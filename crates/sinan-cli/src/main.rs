//! SINAN → Go.Data importer CLI.

use std::io::{self, IsTerminal};

use clap::{ColorChoice, Parser};

mod cli;
mod config;
mod json_writer;
mod logging;
mod pipeline;
mod summary;

use crate::cli::{Cli, Command, LogFormatArg};
use crate::logging::{LogConfig, LogFormat, init_logging};
use crate::pipeline::{run_diseases, run_import};
use crate::summary::print_summary;

fn main() {
    let cli = Cli::parse();
    cli.color.write_global();
    if let Err(error) = init_logging(&log_config_from_cli(&cli)) {
        eprintln!("error: failed to initialize logging: {error}");
        std::process::exit(1);
    }
    let exit_code = match cli.command {
        Command::Import(args) => match run_import(&args) {
            Ok(result) => {
                print_summary(&result);
                if result.failed() > 0 { 1 } else { 0 }
            }
            Err(error) => {
                eprintln!("error: {error:#}");
                1
            }
        },
        Command::Diseases => match run_diseases() {
            Ok(()) => 0,
            Err(error) => {
                eprintln!("error: {error:#}");
                1
            }
        },
    };
    std::process::exit(exit_code);
}

/// Build logging configuration from CLI flags with consistent precedence.
fn log_config_from_cli(cli: &Cli) -> LogConfig {
    let mut config = LogConfig {
        level_filter: cli.verbosity.tracing_level_filter(),
        ..LogConfig::default()
    };
    config.use_env_filter = !cli.verbosity.is_present();
    config.format = match cli.log_format {
        LogFormatArg::Pretty => LogFormat::Pretty,
        LogFormatArg::Compact => LogFormat::Compact,
        LogFormatArg::Json => LogFormat::Json,
    };
    config.with_ansi = match cli.color.color {
        ColorChoice::Always => true,
        ColorChoice::Never => false,
        ColorChoice::Auto => io::stderr().is_terminal(),
    };
    config
}
//! Table preprocessing: missing-value sentinels and anonymization.

use chrono::NaiveDate;
use sinan_ingest::CaseTable;
use tracing::info;

use crate::datetime;

/// Cell values that mean "missing" in SINAN exports.
const MISSING_SENTINELS: &[&str] = &["NA"];

/// Column holding the patient's birth date.
pub const BIRTH_DATE_COLUMN: &str = "DT_NASC";
/// Column holding the patient age in years, derived here when anonymizing.
pub const AGE_COLUMN: &str = "IDADE";

/// Placeholder values written over personally identifying columns.
const PII_PLACEHOLDERS: &[(&str, &str)] = &[
    ("NM_PACIENT", "Paciente Anônimo"),
    ("NU_CEP", "00000-000"),
    ("NU_TELEFON", "(00)0000-0000"),
    ("ID_CNS_SUS", "000000000000000"),
    (BIRTH_DATE_COLUMN, "2000-01-01"),
];

/// Normalizes missing values and optionally anonymizes PII columns.
///
/// The first pass collapses missing-value sentinels to the empty string in
/// every cell. The anonymization pass then derives the [`AGE_COLUMN`] from
/// the still-true birth date and only afterwards overwrites the five PII
/// columns with fixed placeholders. The derivation must stay ahead of the
/// overwrite: once the placeholder lands in `DT_NASC`, ages computed from it
/// would all collapse to the placeholder epoch.
pub fn preprocess(table: &mut CaseTable, anonymize: bool, today: NaiveDate) {
    table.map_cells(|cell| {
        MISSING_SENTINELS
            .contains(&cell)
            .then(String::new)
    });

    if !anonymize {
        return;
    }

    info!("anonymizing personally identifying columns");
    derive_age_column(table, today);
    for (column, placeholder) in PII_PLACEHOLDERS {
        table.fill_column(column, placeholder);
    }
}

fn derive_age_column(table: &mut CaseTable, today: NaiveDate) {
    if !table.has_column(BIRTH_DATE_COLUMN) {
        return;
    }
    table.ensure_column(AGE_COLUMN);
    for index in 0..table.len() {
        let Some(birth) = table.get(index, BIRTH_DATE_COLUMN) else {
            continue;
        };
        if birth.is_empty() {
            continue;
        }
        if let Some(age) = datetime::age_on(birth, today) {
            table.set(index, AGE_COLUMN, &age.to_string());
        }
    }
}
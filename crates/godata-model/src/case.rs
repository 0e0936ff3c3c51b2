//! The case record shape accepted by the Go.Data outbreak registry.
//!
//! Field names follow the registry's JSON contract (camelCase). Optional
//! fields the registry treats as "present but empty" are modeled as concrete
//! defaults rather than `Option`, because omitting them is not equivalent to
//! sending the documented default.

use serde::{Deserialize, Serialize};
use serde_json::Value;

use crate::answer::QuestionnaireAnswers;

/// Identity document attached to a case.
#[derive(Debug, Clone, PartialEq, Serialize, Deserialize)]
pub struct Document {
    #[serde(rename = "type")]
    pub doc_type: String,
    pub number: String,
}

/// Case age in years, with optional month precision for infants.
#[derive(Debug, Clone, Copy, PartialEq, Eq, Serialize, Deserialize)]
pub struct Age {
    pub years: i64,
    #[serde(skip_serializing_if = "Option::is_none")]
    pub months: Option<i64>,
}

impl Age {
    pub fn years(years: i64) -> Self {
        Self {
            years,
            months: None,
        }
    }
}

/// Geographic coordinates for an address.
#[derive(Debug, Clone, Copy, PartialEq, Serialize, Deserialize)]
pub struct GeoLocation {
    pub lat: f64,
    pub lng: f64,
}

/// One address entry of a case.
///
/// `type_id` carries the registry's address-category reference value and is
/// always required; everything else is optional.
#[derive(Debug, Clone, PartialEq, Serialize, Deserialize)]
#[serde(rename_all = "camelCase")]
pub struct Address {
    pub type_id: String,
    #[serde(skip_serializing_if = "Option::is_none")]
    pub city: Option<String>,
    #[serde(skip_serializing_if = "Option::is_none")]
    pub address_line1: Option<String>,
    #[serde(skip_serializing_if = "Option::is_none")]
    pub postal_code: Option<String>,
    #[serde(skip_serializing_if = "Option::is_none")]
    pub location_id: Option<String>,
    pub geo_location_accurate: bool,
    #[serde(skip_serializing_if = "Option::is_none")]
    pub date: Option<String>,
    #[serde(skip_serializing_if = "Option::is_none")]
    pub phone_number: Option<String>,
    #[serde(skip_serializing_if = "Option::is_none")]
    pub geo_location: Option<GeoLocation>,
}

impl Address {
    /// A minimal address of the given category with every optional field
    /// unset.
    pub fn of_type(type_id: impl Into<String>) -> Self {
        Self {
            type_id: type_id.into(),
            city: None,
            address_line1: None,
            postal_code: None,
            location_id: None,
            geo_location_accurate: false,
            date: None,
            phone_number: None,
            geo_location: None,
        }
    }
}

/// Duplicate-detection keys the registry expects on every case.
#[derive(Debug, Clone, Default, PartialEq, Serialize, Deserialize)]
pub struct DuplicateKeys {
    pub document: Vec<Value>,
    pub name: Vec<Value>,
}

/// A complete case record as the Go.Data registry accepts it.
#[derive(Debug, Clone, PartialEq, Serialize, Deserialize)]
#[serde(rename_all = "camelCase")]
pub struct GoDataCase {
    /// Natural key: the notification system's own case identifier.
    pub visual_id: String,
    pub outbreak_id: String,
    pub first_name: String,
    #[serde(skip_serializing_if = "Option::is_none")]
    pub last_name: Option<String>,
    pub gender: String,
    pub pregnancy_status: String,
    #[serde(skip_serializing_if = "Option::is_none")]
    pub age: Option<Age>,
    #[serde(skip_serializing_if = "Option::is_none")]
    pub dob: Option<String>,
    pub documents: Vec<Document>,
    pub addresses: Vec<Address>,
    pub classification: String,
    pub outcome_id: String,
    pub date_of_reporting: String,
    #[serde(skip_serializing_if = "Option::is_none")]
    pub date_of_onset: Option<String>,
    pub updated_at: String,
    pub questionnaire_answers: QuestionnaireAnswers,
    // Registry defaults that must be sent explicitly even when empty.
    pub active: bool,
    pub transfer_refused: bool,
    pub was_contact: bool,
    pub safe_burial: bool,
    pub duplicate_keys: DuplicateKeys,
    pub vaccines_received: Vec<Value>,
    pub date_ranges: Vec<Value>,
}

impl GoDataCase {
    /// An empty case carrying only the registry-required defaults.
    ///
    /// Every field the remote schema distinguishes from "absent" starts at
    /// its documented default (`active=true`, empty lists, `false` flags).
    pub fn with_defaults(visual_id: impl Into<String>, outbreak_id: impl Into<String>) -> Self {
        Self {
            visual_id: visual_id.into(),
            outbreak_id: outbreak_id.into(),
            first_name: String::new(),
            last_name: None,
            gender: String::new(),
            pregnancy_status: String::new(),
            age: None,
            dob: None,
            documents: Vec::new(),
            addresses: Vec::new(),
            classification: String::new(),
            outcome_id: String::new(),
            date_of_reporting: String::new(),
            date_of_onset: None,
            updated_at: String::new(),
            questionnaire_answers: QuestionnaireAnswers::new(),
            active: true,
            transfer_refused: false,
            was_contact: false,
            safe_burial: false,
            duplicate_keys: DuplicateKeys::default(),
            vaccines_received: Vec::new(),
            date_ranges: Vec::new(),
        }
    }
}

= = = = =

From the records above, copy out the line with "contract (camelCase). Optional", the line with "not equivalent to", and every line between them, word for word.

//! Field names follow the registry's JSON contract (camelCase). Optional
//! fields the registry treats as "present but empty" are modeled as concrete
//! defaults rather than `Option`, because omitting them is not equivalent to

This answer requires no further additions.